Function evaluation is a fundamental concept where you determine the value of a function by substituting a specific value for the variable. In mathematics, a function assigns each input to a unique output. To evaluate, simply substitute the input value into the function's equation.
For example, to evaluate the function \( p(z) = 4z^3 - z \) at \( z = 0 \), you replace every \( z \) with 0. Perform the necessary calculations to determine the result. This process helps understand how functions behave with different inputs and is crucial across varied math applications.

Simplifying expressions involves removing unnecessary complexity to make them more digestible. The goal is to reduce expressions to their most straightforward form. This can involve combining like terms, eliminating redundant parts, or performing arithmetic operations.
In the case of our function \( p(0) = 4(0)^3 - 0 \), simplifying begins by recognizing that any number raised to a power and multiplied by zero remains zero. Here’s what happens:

• Calculate \( 4(0)^3 \), which is \( 4 \times 0 = 0 \).
• Subtracting 0 leaves the expression at 0.

Simplification is especially useful in validating function results and solving equations efficiently.

Polynomial evaluation involves finding the output of a polynomial function at a specific point.
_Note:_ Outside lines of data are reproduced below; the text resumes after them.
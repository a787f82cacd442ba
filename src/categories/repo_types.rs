use serde::Serialize;
use sqlx::FromRow;
use time::OffsetDateTime;
use uuid::Uuid;

pub const DEFAULT_COLOR: &str = "#000000";

#[derive(Debug, Clone, Serialize, FromRow)]
pub struct Category {
    pub id: Uuid,
    pub user_id: Uuid,
    pub name: String,
    pub color: String,
    #[serde(with = "time::serde::rfc3339")]
    pub created_at: OffsetDateTime,
    #[serde(with = "time::serde::rfc3339")]
    pub updated_at: OffsetDateTime,
}
use axum::extract::{FromRequest, FromRequestParts};
use serde::{Deserialize, Deserializer};

use crate::error::AppError;

/// `Json` whose rejection renders as the standard envelope (400 "Invalid input").
#[derive(Debug, FromRequest)]
#[from_request(via(axum::Json), rejection(AppError))]
pub struct ApiJson<T>(pub T);

/// `Path` whose rejection renders as the standard envelope (400 "Invalid id").
#[derive(Debug, FromRequestParts)]
#[from_request(via(axum::extract::Path), rejection(AppError))]
pub struct ApiPath<T>(pub T);

/// Field deserializer that treats an explicit `null` like a missing field.
/// Pair with `#[serde(default)]`.
pub fn null_as_default<'de, D, T>(deserializer: D) -> Result<T, D::Error>
where
    D: Deserializer<'de>,
    T: Default + Deserialize<'de>,
{
    Ok(Option::<T>::deserialize(deserializer)?.unwrap_or_default())
}
use anyhow::Context;
use serde::Deserialize;

#[derive(Debug, Clone, Deserialize)]
pub struct JwtConfig {
    pub secret: String,
    pub issuer: String,
    pub audience: String,
    pub ttl_minutes: i64,
}

#[derive(Debug, Clone, Deserialize)]
pub struct SmtpConfig {
    pub host: String,
    pub port: u16,
    pub user: String,
    pub pass: String,
    pub from: String,
}

#[derive(Debug, Clone, Deserialize)]
pub struct GoogleConfig {
    pub client_id: String,
    pub client_secret: String,
    pub redirect_url: String,
    pub frontend_url: String,
}

#[derive(Debug, Clone, Deserialize)]
pub struct AppConfig {
    pub database_url: String,
    pub jwt: JwtConfig,
    pub otp_ttl_minutes: i64,
    pub smtp: SmtpConfig,
    /// Google login is only mounted when client credentials are configured.
    pub google: Option<GoogleConfig>,
}

impl AppConfig {
    pub fn from_env() -> anyhow::Result<Self> {
        Self::from_lookup(|key| std::env::var(key).ok())
    }

    /// Builds the config from any key lookup; `from_env` passes the process environment.
    pub fn from_lookup<F>(get: F) -> anyhow::Result<Self>
    where
        F: Fn(&str) -> Option<String>,
    {
        let database_url = match get("DATABASE_URL") {
            Some(url) => url,
            None => database_url_from_parts(&get)?,
        };

        let jwt = JwtConfig {
            secret: get("JWT_SECRET").context("JWT_SECRET is not set")?,
            issuer: get("JWT_ISSUER").unwrap_or_else(|| "todolist".into()),
            audience: get("JWT_AUDIENCE").unwrap_or_else(|| "todolist-users".into()),
            ttl_minutes: get("JWT_TTL_MINUTES")
                .and_then(|v| v.parse::<i64>().ok())
                .unwrap_or(60 * 24),
        };
        anyhow::ensure!(!jwt.secret.is_empty(), "JWT_SECRET is empty");

        let smtp_user = get("SMTP_USER").unwrap_or_default();
        let smtp = SmtpConfig {
            host: get("SMTP_HOST").context("SMTP_HOST is not set")?,
            port: get("SMTP_PORT")
                .and_then(|v| v.parse::<u16>().ok())
                .unwrap_or(587),
            pass: get("SMTP_PASS").unwrap_or_default(),
            from: get("SMTP_FROM").unwrap_or_else(|| smtp_user.clone()),
            user: smtp_user,
        };

        let google = match (get("GOOGLE_CLIENT_ID"), get("GOOGLE_CLIENT_SECRET")) {
            (Some(client_id), Some(client_secret)) => Some(GoogleConfig {
                client_id,
                client_secret,
                redirect_url: get("GOOGLE_REDIRECT_URL").unwrap_or_else(|| {
                    "http://localhost:8080/api/auth/google/callback".into()
                }),
                frontend_url: get("FRONTEND_URL")
                    .unwrap_or_else(|| "http://localhost:5173".into()),
            }),
            _ => None,
        };

        Ok(Self {
            database_url,
            jwt,
            otp_ttl_minutes: get("OTP_TTL_MINUTES")
                .and_then(|v| v.parse::<i64>().ok())
                .unwrap_or(5),
            smtp,
            google,
        })
    }
}

fn database_url_from_parts<F>(get: &F) -> anyhow::Result<String>
where
    F: Fn(&str) -> Option<String>,
{
    let host = get("DB_HOST").context("neither DATABASE_URL nor DB_HOST is set")?;
    let port = get("DB_PORT").unwrap_or_else(|| "5432".into());
    let user = get("DB_USER").unwrap_or_else(|| "postgres".into());
    let password = get("DB_PASSWORD").unwrap_or_default();
    let name = get("DB_NAME").unwrap_or_else(|| "postgres".into());
    Ok(format!(
        "postgres://{}:{}@{}:{}/{}",
        user, password, host, port, name
    ))
}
This is done by plugging a number into the polynomial and carefully computing the result.
Polynomials are algebraic expressions composed of variables and coefficients, involving operations of addition, subtraction, and multiplication.
For example, evaluating \( p(z) = 4z^3 - z \) at \( z = 0 \) involves these steps:

• Identify the polynomial terms.
• Substitute 0 for every \( z \).
• Compute \( 4(0)^3 - 0 \) to get 0.

Evaluation helps predict with certainty the behavior of the polynomial for different variable inputs. It is a practical tool used extensively in calculus and algebra.